Silicone breast implants have been used for augmentation or reconstructive breast surgeries since the 1960s. However, as their popularity skyrocketed, concerns began to arise regarding a potential link between the implants and autoimmune or connective tissue diseases. Numerous studies were conducted on this issue in the 1980s and beyond, yielding mixed results. In 1992, the FDA issued a moratorium on silicone implants for safety assessment, and this ban remained in effect until 2006. Today, silicone implants are used in 84% of breast augmentation surgeries. According to the American Society of Plastic Surgeons, there were approximately 243,600 silicone breast augmentations in 2016.

During the FDA's moratorium, in 2000, a meta-analysis was conducted that examined 20 studies between 1984 and 1999. This analysis found no association between silicone breast implants and autoimmune disease. Since then, tools for autoimmune disease diagnosis have improved. Subsequent studies utilizing these tools found positive associations in previously unexamined cohorts, which demonstrated a need for an updated meta-analysis to quantitatively measure any association between silicone implants and autoimmune disease.

In 2016, Cardno ChemRisk conducted a meta-analysis of the results of 20 cohort and nine case control studies. Silicone breast implants were associated with a non-statistically significant decreased risk for all connective tissue diseases, meta-RR 0.87 (95% CI: 0.62-1.21).
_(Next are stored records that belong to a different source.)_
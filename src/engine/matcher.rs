//! Continuous crossing loop.

use rust_decimal::Decimal;
use tracing::{debug, warn};

use crate::config::EngineConfig;
use crate::engine::settle::{credit_funds, credit_shares};
use crate::engine::{Execution, Outcome};
use crate::orderbook::BookState;
use crate::types::price::notional;

/// Whether a resting bid and ask may trade.
///
/// The bid must reach the ask, and may exceed it by at most
/// `ask × max_price_diff_ratio`. A tolerance that overflows is not
/// executable.
#[inline]
pub fn is_executable(bid: Decimal, ask: Decimal, max_price_diff_ratio: Decimal) -> bool {
    bid >= ask
        && ask
            .checked_mul(max_price_diff_ratio)
            .is_some_and(|tolerance| bid - ask <= tolerance)
}

/// Match resting bids against resting asks until no eligible pair crosses.
///
/// The pair considered each round is the best bid together with the best ask
/// owned by someone else. A bid with no such ask is passed over for the next
/// bid. The first eligible pair that is not executable ends the pass, even
/// when a lower bid could still cross an ask that was skipped for the best
/// bid only because both belong to the same owner. Such a book stays crossed
/// until a later mutation moves the best bid.
///
/// Each fill rescans both sides for the next eligible pair, so a pass with
/// `k` fills over `n` resting orders costs `O(k·n)` in the worst case.
///
/// Trades execute at the ask price. The buyer reserved at its own bid price,
/// so the difference is refunded.
pub fn process_orders(state: &mut BookState, config: &EngineConfig) -> Outcome {
    let mut outcome = Outcome::default();

    while let Some((bid_key, ask_key)) = next_pair(state) {
        let (Some(bid), Some(ask)) = (state.get(bid_key), state.get(ask_key)) else {
            break;
        };
        let (bid_price, ask_price) = (bid.price(), ask.price());

        if !is_executable(bid_price, ask_price, config.max_price_diff_ratio) {
            debug!(%bid_price, %ask_price, "best eligible pair not executable");
            break;
        }

        let volume = bid.volume().min(ask.volume());
        let buyer = bid.owner().clone();
        let seller = ask.owner().clone();
        let (bid_id, ask_id) = (bid.id(), ask.id());

        let (Some(proceeds), Some(refund)) = (
            notional(ask_price, volume),
            notional(bid_price - ask_price, volume),
        ) else {
            warn!(bid_id = %bid_id, ask_id = %ask_id, volume, "trade notional overflows");
            break;
        };

        credit_shares(buyer.as_ref(), volume);
        credit_funds(buyer.as_ref(), refund);
        credit_funds(seller.as_ref(), proceeds);

        state.fill(bid_key, volume);
        state.fill(ask_key, volume);

        outcome.record(
            state,
            Execution {
                buyer,
                seller,
                bid_order_id: Some(bid_id),
                ask_order_id: Some(ask_id),
                price: ask_price,
                volume,
            },
        );
    }

    outcome
}

/// Best bid paired with the best ask from a different owner.
fn next_pair(state: &BookState) -> Option<(usize, usize)> {
    state.bids_in_priority().find_map(|(bid_key, bid)| {
        let owner = bid.owner_id();
        state
            .asks_in_priority()
            .find(|(_, ask)| ask.owner_id() != owner)
            .map(|(ask_key, _)| (bid_key, ask_key))
    })
}
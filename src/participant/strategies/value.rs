//! Value investor: trades toward a fixed fundamental value.
//!
//! When the best ask sits far enough below fair value the investor tries to
//! take it with a fill-or-kill buy; when the best bid sits far enough above,
//! a fill-or-kill sell. If the fill-or-kill is killed it leaves a limit order
//! at the same price, which is cancelled on the next tick.

use std::sync::Arc;

use rust_decimal::Decimal;
use tracing::debug;

use crate::orderbook::OrderBook;
use crate::participant::strategies::{as_participant, offset_bps};
use crate::participant::{Agent, Participant, Trader};
use crate::types::{Order, OrderId, Side};

#[derive(Debug, Clone)]
pub struct ValueConfig {
    pub fair_value: Decimal,
    /// Required discount or premium to fair value
    pub margin_bps: i64,
    pub order_size: u64,
}

impl Default for ValueConfig {
    fn default() -> Self {
        Self {
            fair_value: Decimal::from(50),
            margin_bps: 100,
            order_size: 15,
        }
    }
}

pub struct ValueInvestor {
    trader: Arc<Trader>,
    config: ValueConfig,
    resting: Option<OrderId>,
}

impl ValueInvestor {
    pub fn new(trader: Arc<Trader>, config: ValueConfig) -> Self {
        Self {
            trader,
            config,
            resting: None,
        }
    }

    /// The fallback limit order left on the previous tick, if any.
    pub fn resting_order(&self) -> Option<OrderId> {
        self.resting
    }

    fn trade(&mut self, book: &OrderBook, side: Side, price: Decimal) {
        let size = self.config.order_size;
        let filled = match side {
            Side::Buy => book.submit_fok_buy_order(price, size, as_participant(&self.trader)),
            Side::Sell => book.submit_fok_sell_order(price, size, as_participant(&self.trader)),
        };
        if filled {
            debug!(owner = %self.trader.id(), %side, %price, size, "value fill-or-kill filled");
            return;
        }

        let Ok(order) = Order::limit(side, price, size, as_participant(&self.trader)) else {
            return;
        };
        let reference = book.last_price();
        let placed = match side {
            Side::Buy => book.submit_buy_order(order, reference),
            Side::Sell => book.submit_sell_order(order, reference),
        };
        self.resting = placed.ok();
    }
}

impl Agent for ValueInvestor {
    fn trader(&self) -> &Arc<Trader> {
        &self.trader
    }

    fn on_tick(&mut self, book: &OrderBook, _tick: u64) {
        if let Some(id) = self.resting.take() {
            book.cancel_order(id);
        }

        let cheap = offset_bps(self.config.fair_value, -self.config.margin_bps);
        let rich = offset_bps(self.config.fair_value, self.config.margin_bps);

        if let Some(ask) = book.best_ask().filter(|ask| *ask <= cheap) {
            self.trade(book, Side::Buy, ask);
        } else if let Some(bid) = book.best_bid().filter(|bid| *bid >= rich) {
            self.trade(book, Side::Sell, bid);
        }
    }
}
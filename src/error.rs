//! Error types for the engine.
//!
//! Routine market outcomes (not enough funds, unknown cancel id, an unfilled
//! fill-or-kill) are reported through these values and never escalate past
//! the [`OrderBook`](crate::OrderBook) boundary.

use rust_decimal::Decimal;
use thiserror::Error;

use crate::types::{OrderId, Side};

/// Account mutation failures. The account is untouched whenever one is returned.
#[derive(Error, Debug, Clone, PartialEq, Eq)]
pub enum AccountError {
    #[error("insufficient funds: required {required}, available {available}")]
    InsufficientFunds { required: Decimal, available: Decimal },

    #[error("insufficient shares: required {required}, available {available}")]
    InsufficientShares { required: u64, available: u64 },

    #[error("amount must be non-negative, got {0}")]
    NegativeAmount(Decimal),

    #[error("balance overflow")]
    Overflow,
}

/// Order construction contract violations.
#[derive(Error, Debug, Clone, PartialEq, Eq)]
pub enum OrderError {
    #[error("invalid side: {0:?}")]
    InvalidSide(String),

    #[error("order volume must be positive")]
    ZeroVolume,

    #[error("limit price must be positive, got {0}")]
    NonPositivePrice(Decimal),
}

/// Why a submission was rejected. No book or account mutation has happened.
#[derive(Error, Debug, Clone, PartialEq, Eq)]
pub enum SubmitError {
    #[error("insufficient funds: required {required}, available {available}")]
    InsufficientFunds { required: Decimal, available: Decimal },

    #[error("insufficient shares: required {required}, available {available}")]
    InsufficientShares { required: u64, available: u64 },

    #[error("{got:?} order sent to the {expected:?} entry point")]
    WrongSide { expected: Side, got: Side },

    #[error("market and fill-or-kill orders cannot rest on the book")]
    NotALimitOrder,

    #[error("reference price must be positive, got {0}")]
    InvalidReferencePrice(Decimal),

    #[error("price {0} is not representable after rounding")]
    UnpriceableOrder(Decimal),

    #[error("order {0} is already resting on the book")]
    DuplicateOrderId(OrderId),

    #[error("fill-or-kill not filled: requested {requested}, executable {available}")]
    FillOrKillUnfilled { requested: u64, available: u64 },

    #[error(transparent)]
    Order(#[from] OrderError),
}

impl From<AccountError> for SubmitError {
    fn from(err: AccountError) -> Self {
        match err {
            AccountError::InsufficientFunds { required, available } => {
                SubmitError::InsufficientFunds { required, available }
            }
            AccountError::InsufficientShares { required, available } => {
                SubmitError::InsufficientShares { required, available }
            }
            AccountError::NegativeAmount(amount) => {
                SubmitError::Order(OrderError::NonPositivePrice(amount))
            }
            AccountError::Overflow => SubmitError::UnpriceableOrder(Decimal::MAX),
        }
    }
}

/// A configuration value outside its allowed range.
#[derive(Error, Debug, Clone, PartialEq, Eq)]
#[error("invalid config field `{field}`: {reason}")]
pub struct InvalidConfig {
    pub field: &'static str,
    pub reason: String,
}

#[cfg(test)]
mod tests {
    use super::*;

    #[test]
    fn test_submit_error_from_account_error() {
        let err: SubmitError = AccountError::InsufficientFunds {
            required: Decimal::from(100),
            available: Decimal::from(90),
        }
        .into();
        assert_eq!(
            err,
            SubmitError::InsufficientFunds {
                required: Decimal::from(100),
                available: Decimal::from(90),
            }
        );
    }

    #[test]
    fn test_error_display() {
        let err = AccountError::InsufficientShares { required: 10, available: 3 };
        assert_eq!(err.to_string(), "insufficient shares: required 10, available 3");

        let err = OrderError::InvalidSide("hold".to_string());
        assert!(err.to_string().contains("hold"));
    }
}
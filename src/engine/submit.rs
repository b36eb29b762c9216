//! Resting order submission.

use rust_decimal::Decimal;
use tracing::{debug, warn};

use crate::config::EngineConfig;
use crate::error::SubmitError;
use crate::orderbook::BookState;
use crate::types::price::{adjust_to_band, notional};
use crate::types::{Order, OrderId, Side};

/// Reserve and rest a limit order.
///
/// The price is rounded to the tick grid and clamped into the band around
/// `reference_price` before anything is reserved, so the reservation equals
/// what a cancel later returns. An id that is already resting is refused.
/// A rejected order leaves the book and the owner's account untouched.
pub fn place_limit(
    state: &mut BookState,
    config: &EngineConfig,
    mut order: Order,
    reference_price: Decimal,
) -> Result<OrderId, SubmitError> {
    if !order.flags().is_limit() {
        return Err(SubmitError::NotALimitOrder);
    }
    if reference_price <= Decimal::ZERO {
        return Err(SubmitError::InvalidReferencePrice(reference_price));
    }
    if state.contains_order(order.id()) {
        warn!(order_id = %order.id(), "duplicate order id rejected");
        return Err(SubmitError::DuplicateOrderId(order.id()));
    }

    let grid = config.tick_grid();
    let price = adjust_to_band(order.price(), reference_price, config.price_band_ratio, &grid)
        .ok_or(SubmitError::UnpriceableOrder(order.price()))?;

    let owner = order.owner().clone();
    let volume = order.volume();
    {
        let mut account = owner.account().lock();
        match order.side() {
            Side::Buy => {
                let cost = notional(price, volume).ok_or(SubmitError::UnpriceableOrder(price))?;
                if !account.freeze_funds(cost) {
                    let err = SubmitError::InsufficientFunds {
                        required: cost,
                        available: account.available_funds(),
                    };
                    warn!(owner = %owner.id(), %price, volume, %err, "buy order rejected");
                    return Err(err);
                }
            }
            Side::Sell => {
                if !account.freeze_shares(volume) {
                    let err = SubmitError::InsufficientShares {
                        required: volume,
                        available: account.shares_held(),
                    };
                    warn!(owner = %owner.id(), %price, volume, %err, "sell order rejected");
                    return Err(err);
                }
            }
        }
    }

    order.set_book_price(price);
    let order_id = order.id();
    let side = order.side();
    state.insert(order);

    debug!(order_id = %order_id, %side, %price, volume, owner = %owner.id(), "order rested");
    Ok(order_id)
}

#[cfg(test)]
mod tests {
    use super::*;
    use std::str::FromStr;
    use std::sync::Arc;

    use crate::account::Account;
    use crate::participant::{ParticipantKind, Trader};
    use crate::types::Stock;

    fn d(s: &str) -> Decimal {
        Decimal::from_str(s).unwrap()
    }

    fn state() -> BookState {
        BookState::with_capacity(Stock::new("TEST", d("10")).unwrap(), 16)
    }

    fn trader(funds: &str, shares: u64) -> Arc<Trader> {
        Arc::new(Trader::new(ParticipantKind::Human, Account::new(d(funds), shares).unwrap()))
    }

    #[test]
    fn test_buy_reserves_adjusted_cost() {
        let mut book = state();
        let buyer = trader("1000", 0);
        let order = Order::limit(Side::Buy, d("10.04"), 10, buyer.clone()).unwrap();

        let id = place_limit(&mut book, &EngineConfig::default(), order, d("10")).unwrap();

        assert!(book.contains_order(id));
        assert_eq!(book.best_bid(), Some(d("10.0")));
        assert_eq!(buyer.funds(), d("900"));
    }

    #[test]
    fn test_price_clamped_into_band() {
        let mut book = state();
        let seller = trader("0", 10);
        let order = Order::limit(Side::Sell, d("30"), 10, seller.clone()).unwrap();

        place_limit(&mut book, &EngineConfig::default(), order, d("10")).unwrap();

        assert_eq!(book.best_ask(), Some(d("10.5")));
        assert_eq!(seller.shares(), 0);
    }

    #[test]
    fn test_insufficient_funds_rejected_without_mutation() {
        let mut book = state();
        let buyer = trader("90", 0);
        let order = Order::limit(Side::Buy, d("10"), 10, buyer.clone()).unwrap();

        let err = place_limit(&mut book, &EngineConfig::default(), order, d("10")).unwrap_err();

        assert_eq!(
            err,
            SubmitError::InsufficientFunds {
                required: d("100"),
                available: d("90"),
            }
        );
        assert!(book.is_empty());
        assert_eq!(buyer.funds(), d("90"));
    }

    #[test]
    fn test_insufficient_shares_rejected() {
        let mut book = state();
        let seller = trader("0", 5);
        let order = Order::limit(Side::Sell, d("10"), 6, seller.clone()).unwrap();

        let err = place_limit(&mut book, &EngineConfig::default(), order, d("10")).unwrap_err();

        assert!(matches!(err, SubmitError::InsufficientShares { required: 6, available: 5 }));
        assert_eq!(seller.shares(), 5);
    }

    #[test]
    fn test_market_order_cannot_rest() {
        let mut book = state();
        let order = Order::market(Side::Buy, 10, trader("1000", 0)).unwrap();

        let err = place_limit(&mut book, &EngineConfig::default(), order, d("10")).unwrap_err();
        assert_eq!(err, SubmitError::NotALimitOrder);
    }

    #[test]
    fn test_bad_reference_price() {
        let mut book = state();
        let order = Order::limit(Side::Buy, d("10"), 1, trader("1000", 0)).unwrap();

        let err = place_limit(&mut book, &EngineConfig::default(), order, Decimal::ZERO).unwrap_err();
        assert_eq!(err, SubmitError::InvalidReferencePrice(Decimal::ZERO));
    }

    #[test]
    fn test_resting_id_cannot_be_resubmitted() {
        let mut book = state();
        let buyer = trader("1000", 0);
        let config = EngineConfig::default();
        let first = Order::limit(Side::Buy, d("10"), 10, buyer.clone()).unwrap();
        let id = place_limit(&mut book, &config, first, d("10")).unwrap();

        let again = Order::limit(Side::Buy, d("10"), 10, buyer.clone()).unwrap().with_id(id);
        let err = place_limit(&mut book, &config, again, d("10")).unwrap_err();

        assert_eq!(err, SubmitError::DuplicateOrderId(id));
        assert_eq!(book.bid_count(), 1);
        assert_eq!(buyer.funds(), d("900"));

        let removed = book.remove_by_id(id).unwrap();
        assert_eq!(removed.volume(), 10);
        assert!(!book.contains_order(id));
    }

    #[test]
    fn test_extreme_prices_are_unpriceable() {
        let mut book = state();
        let buyer = trader("1000", 0);
        let config = EngineConfig::default();

        let order = Order::limit(Side::Buy, Decimal::MAX, 1, buyer.clone()).unwrap();
        let err = place_limit(&mut book, &config, order, d("10")).unwrap_err();
        assert_eq!(err, SubmitError::UnpriceableOrder(Decimal::MAX));

        let order = Order::limit(Side::Buy, d("10"), 1, buyer.clone()).unwrap();
        let err = place_limit(&mut book, &config, order, Decimal::MAX).unwrap_err();
        assert_eq!(err, SubmitError::UnpriceableOrder(d("10")));

        assert!(book.is_empty());
        assert_eq!(buyer.funds(), d("1000"));
    }
}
When stratified by disease, silicone breast implants were associated with a non-statistically significant increased risk of sclerosis, meta-RR 1.14 (0.75-1.74), and a non-statistically significant decreased risk of rheumatoid arthritis, meta-RR 0.75 (95% CI: 0.52-1.08), and systemic lupus erythematosus, meta-RR 0.90 (95% CI: 0.43-1.87). These findings suggest that silicone breast implant exposure is not associated with autoimmune disease among women.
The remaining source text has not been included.